[AIM OF THE EXERCISE] Your answer must be the full set of entries, repeated exactly.

[RECORDS FOR PROCESSING]
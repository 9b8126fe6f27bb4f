use std::path::PathBuf;
use std::sync::Arc;

use anyhow::{Context, Result, bail};
use clap::{Parser, Subcommand};
use pcd_core::{
    DeviceRegistry, NusbConnector, NusbTransport, PcdError, ReplyBuffer, Session, SessionConfig,
    check_connected,
};
use tracing::{error, info};

#[derive(Parser, Debug)]
#[command(author, version, about = "PCD400 USB command tool", long_about = None)]
struct Args {
    /// Path to a TOML session config
    #[arg(short, long)]
    config: Option<PathBuf>,

    /// Transfer timeout in seconds (1-60)
    #[arg(short, long)]
    timeout: Option<u32>,

    /// Enable verbose logging
    #[arg(short, long)]
    verbose: bool,

    #[command(subcommand)]
    command: Command,
}

#[derive(Subcommand, Debug)]
enum Command {
    /// Report whether the device is connected
    Check,
    /// Send a command, given as hex bytes
    Send { hex: String },
    /// Receive a reply of exactly COUNT bytes
    Receive { count: usize },
    /// Send a command, then receive a reply of exactly COUNT bytes
    Exchange { hex: String, count: usize },
    /// Reset the target device
    Reset,
    /// Write a default config file
    InitConfig { path: PathBuf },
}

/// Parse bytes written as hex, with optional whitespace or `0x` prefixes.
fn parse_hex(text: &str) -> Result<Vec<u8>> {
    let digits: String = text
        .split_whitespace()
        .map(|word| word.trim_start_matches("0x").trim_start_matches("0X"))
        .collect();
    if !digits.chars().all(|c| c.is_ascii_hexdigit()) {
        bail!("invalid hex digits in {text:?}");
    }
    if digits.is_empty() || digits.len() % 2 != 0 {
        bail!("expected an even, non-zero number of hex digits in {text:?}");
    }
    (0..digits.len())
        .step_by(2)
        .map(|i| u8::from_str_radix(&digits[i..i + 2], 16).map_err(anyhow::Error::from))
        .collect()
}

fn format_hex(bytes: &[u8]) -> String {
    bytes
        .iter()
        .map(|b| format!("{b:02X}"))
        .collect::<Vec<_>>()
        .join(" ")
}

fn load_config(args: &Args) -> Result<SessionConfig> {
    match &args.config {
        Some(path) => SessionConfig::load_from_file(path)
            .with_context(|| format!("loading {}", path.display())),
        None => Ok(SessionConfig::default()),
    }
}

/// Apply `--timeout`; only commands that open a session use it.
fn session_config(args: &Args, mut config: SessionConfig) -> Result<SessionConfig> {
    if let Some(secs) = args.timeout {
        config.default_timeout_secs = secs;
        config.validate()?;
    }
    Ok(config)
}

fn receive(session: &Session<NusbTransport>, count: usize) -> Result<Vec<u8>> {
    let mut storage = vec![0u8; count];
    let mut reply = ReplyBuffer::new(&mut storage, count)?;
    session.receive_command(&mut reply)?;
    Ok(reply.filled().to_vec())
}

fn run(args: &Args) -> Result<()> {
    let config = load_config(args)?;

    let session = match &args.command {
        Command::InitConfig { path } => {
            SessionConfig::default().save_to_file(path)?;
            info!(path = %path.display(), "Wrote default config");
            return Ok(());
        }
        Command::Check => {
            let status = check_connected(&NusbConnector::from_config(&config))?;
            println!("{status}");
            return Ok(());
        }
        _ => {
            let config = session_config(args, config)?;
            let registry = Arc::new(DeviceRegistry::with_lock_file(config.lock_file_path()));
            Session::open_configured(&registry, &config)?
        }
    };

    let outcome = match &args.command {
        Command::Send { hex } => {
            parse_hex(hex).and_then(|cmd| session.send(&cmd).map_err(Into::into))
        }
        Command::Receive { count } => receive(&session, *count).map(|reply| {
            println!("{}", format_hex(&reply));
        }),
        Command::Exchange { hex, count } => parse_hex(hex).and_then(|cmd| {
            session.send(&cmd)?;
            let reply = receive(&session, *count)?;
            println!("{}", format_hex(&reply));
            Ok(())
        }),
        Command::Reset => session.target_reset().map_err(Into::into),
        Command::Check | Command::InitConfig { .. } => Ok(()),
    };

    // Always release the device, but report the first failure.
    let closed = session.close();
    outcome?;
    closed?;
    Ok(())
}

fn main() {
    let args = Args::parse();

    let subscriber = tracing_subscriber::fmt()
        .with_env_filter(
            tracing_subscriber::EnvFilter::builder()
                .with_default_directive(if args.verbose {
                    tracing::Level::DEBUG.into()
                } else {
                    tracing::Level::INFO.into()
                })
                .from_env_lossy(),
        )
        .with_writer(std::io::stderr)
        .finish();

    tracing::subscriber::set_global_default(subscriber).expect("setting default subscriber failed");

    if let Err(e) = run(&args) {
        match e.downcast_ref::<PcdError>() {
            Some(pcd) => error!(code = pcd.code(), "Error: {}", pcd),
            None => error!("Error: {:#}", e),
        }
        std::process::exit(1);
    }
}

[YOUR SOLUTION]
repository 9b8126fe6f27bb4f
use std::path::PathBuf;
use std::sync::Arc;

use anyhow::{Context, Result, bail};
use clap::{Parser, Subcommand};
use pcd_core::{
    DeviceRegistry, NusbConnector, NusbTransport, PcdError, ReplyBuffer, Session, SessionConfig,
    check_connected,
};
use tracing::{error, info};

#[derive(Parser, Debug)]
#[command(author, version, about = "PCD400 USB command tool", long_about = None)]
struct Args {
    /// Path to a TOML session config
    #[arg(short, long)]
    config: Option<PathBuf>,

    /// Transfer timeout in seconds (1-60)
    #[arg(short, long)]
    timeout: Option<u32>,

    /// Enable verbose logging
    #[arg(short, long)]
    verbose: bool,

    #[command(subcommand)]
    command: Command,
}

#[derive(Subcommand, Debug)]
enum Command {
    /// Report whether the device is connected
    Check,
    /// Send a command, given as hex bytes
    Send { hex: String },
    /// Receive a reply of exactly COUNT bytes
    Receive { count: usize },
    /// Send a command, then receive a reply of exactly COUNT bytes
    Exchange { hex: String, count: usize },
    /// Reset the target device
    Reset,
    /// Write a default config file
    InitConfig { path: PathBuf },
}

/// Parse bytes written as hex, with optional whitespace or `0x` prefixes.
fn parse_hex(text: &str) -> Result<Vec<u8>> {
    let digits: String = text
        .split_whitespace()
        .map(|word| word.trim_start_matches("0x").trim_start_matches("0X"))
        .collect();
    if !digits.chars().all(|c| c.is_ascii_hexdigit()) {
        bail!("invalid hex digits in {text:?}");
    }
    if digits.is_empty() || digits.len() % 2 != 0 {
        bail!("expected an even, non-zero number of hex digits in {text:?}");
    }
    (0..digits.len())
        .step_by(2)
        .map(|i| u8::from_str_radix(&digits[i..i + 2], 16).map_err(anyhow::Error::from))
        .collect()
}

fn format_hex(bytes: &[u8]) -> String {
    bytes
        .iter()
        .map(|b| format!("{b:02X}"))
        .collect::<Vec<_>>()
        .join(" ")
}

fn load_config(args: &Args) -> Result<SessionConfig> {
    match &args.config {
        Some(path) => SessionConfig::load_from_file(path)
            .with_context(|| format!("loading {}", path.display())),
        None => Ok(SessionConfig::default()),
    }
}

/// Apply `--timeout`; only commands that open a session use it.
fn session_config(args: &Args, mut config: SessionConfig) -> Result<SessionConfig> {
    if let Some(secs) = args.timeout {
        config.default_timeout_secs = secs;
        config.validate()?;
    }
    Ok(config)
}

fn receive(session: &Session<NusbTransport>, count: usize) -> Result<Vec<u8>> {
    let mut storage = vec![0u8; count];
    let mut reply = ReplyBuffer::new(&mut storage, count)?;
    session.receive_command(&mut reply)?;
    Ok(reply.filled().to_vec())
}

fn run(args: &Args) -> Result<()> {
    let config = load_config(args)?;

    let session = match &args.command {
        Command::InitConfig { path } => {
            SessionConfig::default().save_to_file(path)?;
            info!(path = %path.display(), "Wrote default config");
            return Ok(());
        }
        Command::Check => {
            let status = check_connected(&NusbConnector::from_config(&config))?;
            println!("{status}");
            return Ok(());
        }
        _ => {
            let config = session_config(args, config)?;
            let registry = Arc::new(DeviceRegistry::with_lock_file(config.lock_file_path()));
            Session::open_configured(&registry, &config)?
        }
    };

    let outcome = match &args.command {
        Command::Send { hex } => {
            parse_hex(hex).and_then(|cmd| session.send(&cmd).map_err(Into::into))
        }
        Command::Receive { count } => receive(&session, *count).map(|reply| {
            println!("{}", format_hex(&reply));
        }),
        Command::Exchange { hex, count } => parse_hex(hex).and_then(|cmd| {
            session.send(&cmd)?;
            let reply = receive(&session, *count)?;
            println!("{}", format_hex(&reply));
            Ok(())
        }),
        Command::Reset => session.target_reset().map_err(Into::into),
        Command::Check | Command::InitConfig { .. } => Ok(()),
    };

    // Always release the device, but report the first failure.
    let closed = session.close();
    outcome?;
    closed?;
    Ok(())
}

fn main() {
    let args = Args::parse();

    let subscriber = tracing_subscriber::fmt()
        .with_env_filter(
            tracing_subscriber::EnvFilter::builder()
                .with_default_directive(if args.verbose {
                    tracing::Level::DEBUG.into()
                } else {
                    tracing::Level::INFO.into()
                })
                .from_env_lossy(),
        )
        .with_writer(std::io::stderr)
        .finish();

    tracing::subscriber::set_global_default(subscriber).expect("setting default subscriber failed");

    if let Err(e) = run(&args) {
        match e.downcast_ref::<PcdError>() {
            Some(pcd) => error!(code = pcd.code(), "Error: {}", pcd),
            None => error!("Error: {:#}", e),
        }
        std::process::exit(1);
    }
}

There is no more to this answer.